This study was done in people who already have HIV, but it left scientists thinking about the bigger picture. If a vaccine could be made that contained 3BNC117, it could potentially protect people from HIV infection. We can’t quite call this a cure just yet, but it seems like we are definitely one step closer to finally beating HIV.

Geographic Tongue

When you wake up in the morning, or late at night, you might find a weird coating on your tongue that tends to give you bad breath. Now imagine Geographic Tongue (GT), which is a medical condition where the surface of the tongue is damaged in patterns that resemble an evolving map. This is because tiny papillae on the very surface are damaged by expanding inflammation. Any further causes are currently unknown. However, people who do have it say that it tends to get worse when they are under increased amounts of psychological stress. While it looks weird, this is actually harmless and is thought to affect two percent of the population. Many people panic, but it is important to realize that this is not indicative of any worse disease like oral cancer (they used to think GT was associated with things like diabetes and dermatitis). Because it is so rare, it is usually lumped in and associated with diseases like psoriasis.

It happens the way a forest fire occurs, once it has started, it moves along to fresh areas until it has taken as much as it can. This is known as an excitable media dynamic, however GT is a chronic condition that will keeping happening over time.

Taking a dynamical systems approach to GT enabled us to classify the severity of the condition, based on the patterns observed on the tongue of a GT patient. Typically GT-affected tongues fall into two main categories. The first corresponds to oblate patterns that expands and merges with other growing oblate regions. In this case, like with forest fires, the tongue is gradually affected but then subsequently heals. Another more “exotic” form of the condition involves patterns consisting of open-ended tips, most notably spirals, which can evolve into the recovering regions of the tongue.

As the spiral pattern evolves, its arm rotates and continuously affects recovering regions.
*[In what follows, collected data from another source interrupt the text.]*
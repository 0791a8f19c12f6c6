//! Resolution of a document's current incentive from a lookup outcome.

use crate::document::{CurrentIncentive, IncentiveLevelSummary, PrisonerDocument};
use chrono::SubsecRound;
use incentives::{IncentiveLevel, LookupOutcome};

impl From<&IncentiveLevel> for CurrentIncentive {
    fn from(level: &IncentiveLevel) -> Self {
        CurrentIncentive {
            level: IncentiveLevelSummary {
                code: Some(level.code.clone()),
                description: level.description.clone(),
            },
            date_time: level.timestamp.trunc_subsecs(0),
            next_review_date: level.next_review_date,
        }
    }
}

/// Decide the incentive snapshot for a new document.
///
/// - `Found`: the fetched level, truncated to whole seconds.
/// - `NotFound`: none, whatever the existing document held.
/// - `Failed`: the existing document's snapshot, unchanged.
pub fn resolve_incentive(
    outcome: &LookupOutcome<IncentiveLevel>,
    existing: Option<&PrisonerDocument>,
) -> Option<CurrentIncentive> {
    match outcome {
        LookupOutcome::Found(level) => Some(CurrentIncentive::from(level)),
        LookupOutcome::NotFound => None,
        LookupOutcome::Failed(err) => {
            let fallback = existing.and_then(|doc| doc.current_incentive.clone());
            tracing::warn!(
                error = %err,
                kept_existing = fallback.is_some(),
                "incentive lookup failed; keeping previously indexed incentive"
            );
            fallback
        }
    }
}

#[cfg(test)]
mod tests {
    use super::*;
    use chrono::{NaiveDate, NaiveDateTime, Timelike};
    use incentives::IncentivesError;

    fn timestamp(s: &str) -> NaiveDateTime {
        NaiveDateTime::parse_from_str(s, "%Y-%m-%dT%H:%M:%S%.f").expect("timestamp")
    }

    fn level(code: &str, at: &str) -> IncentiveLevel {
        IncentiveLevel {
            code: code.into(),
            description: "Standard".into(),
            timestamp: timestamp(at),
            next_review_date: NaiveDate::from_ymd_opt(2023, 11, 18),
        }
    }

    fn existing_with(incentive: Option<CurrentIncentive>) -> PrisonerDocument {
        let mut doc =
            PrisonerDocument::parse(r#"{ "prisonerNumber": "A1234AA", "bookingId": "1" }"#)
                .expect("document");
        doc.current_incentive = incentive;
        doc
    }

    fn standard() -> CurrentIncentive {
        CurrentIncentive::from(&level("STD", "2021-06-01T10:00:00"))
    }

    fn failure() -> LookupOutcome<IncentiveLevel> {
        LookupOutcome::Failed(IncentivesError::Timeout(std::time::Duration::from_secs(20)))
    }

    #[test]
    fn found_level_is_truncated_to_seconds() {
        let outcome = LookupOutcome::Found(level("ENH", "2022-11-10T15:47:24.682335"));

        let incentive = resolve_incentive(&outcome, None).expect("incentive");
        assert_eq!(incentive.level.code.as_deref(), Some("ENH"));
        assert_eq!(incentive.level.description, "Standard");
        assert_eq!(incentive.date_time, timestamp("2022-11-10T15:47:24"));
        assert_eq!(incentive.date_time.nanosecond(), 0);
        assert_eq!(incentive.next_review_date, NaiveDate::from_ymd_opt(2023, 11, 18));
    }

    #[test]
    fn truncation_is_idempotent() {
        let once = CurrentIncentive::from(&level("STD", "2022-11-10T15:47:24.999999"));
        let again = CurrentIncentive::from(&IncentiveLevel {
            timestamp: once.date_time,
            ..level("STD", "2000-01-01T00:00:00")
        });
        assert_eq!(once.date_time, again.date_time);
        assert_eq!(once.date_time, timestamp("2022-11-10T15:47:24"));
    }

    #[test]
    fn found_level_replaces_existing() {
        let existing = existing_with(Some(standard()));
        let outcome = LookupOutcome::Found(level("BAS", "2023-01-01T00:00:00"));

        let incentive = resolve_incentive(&outcome, Some(&existing)).expect("incentive");
        assert_eq!(incentive.level.code.as_deref(), Some("BAS"));
    }

    #[test]
    fn not_found_clears_existing_incentive() {
        let existing = existing_with(Some(standard()));
        assert!(resolve_incentive(&LookupOutcome::NotFound, Some(&existing)).is_none());
        assert!(resolve_incentive(&LookupOutcome::NotFound, None).is_none());
    }

    #[test]
    fn failure_keeps_existing_incentive_unchanged() {
        let existing = existing_with(Some(standard()));
        assert_eq!(
            resolve_incentive(&failure(), Some(&existing)),
            Some(standard())
        );
    }

    #[test]
    fn failure_without_existing_incentive_is_none() {
        assert!(resolve_incentive(&failure(), None).is_none());
        assert!(resolve_incentive(&failure(), Some(&existing_with(None))).is_none());
    }
}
This self-sustaining characteristic might hinder the tongue from healing and so cause a more acute condition, which will linger for longer periods of time before the tongue is completely healed.

There is no given cure for GT as of now, because it’s not really a huge problem. People who have it may have a burning sensation on the tongue, and there are a few treatments for that, but they haven’t been very effective so far.

Frozen II (it’s not a musical, but it still has a happy ending)

In recent news, an almost-two-year-old little boy was revived nearly two hours after falling into icy thirty four degree waters and being swept a quarter mile downstream. Once he was found after maybe half an hour in the water, he wasn’t breathing and also didn’t have a pulse. As soon as emergency responders arrived they started CPR, a pretty standard procedure especially for people without breathing/pulse in drowning situations. CPR continued on the way to the hospital, but the boy still didn’t have a pulse when they got there and his body temperature was a startling 77 degrees (normal is 98.6, and humans aren’t very tolerant of big body temperature changes). Resuscitation attempts continued as doctors also gave him fluids in an attempt to raise his body temperature. Doctors decided to put him on a heart bypass machine as well. Twenty minutes later, they could finally detect a pulse. After an hour and forty one minutes and many many helpers, the child’s heart was finally beating on its own. Eventually his body temperature also normalized so doctors were able to give him blood pressure medication and also put him on a ventilator to maintain breathing. The boy actually woke up early the next morning and miraculously made it out with no neurological damage. Five days later he was able to leave the hospital and is now completely back to normal, as the healthy and happy little two year old he should be.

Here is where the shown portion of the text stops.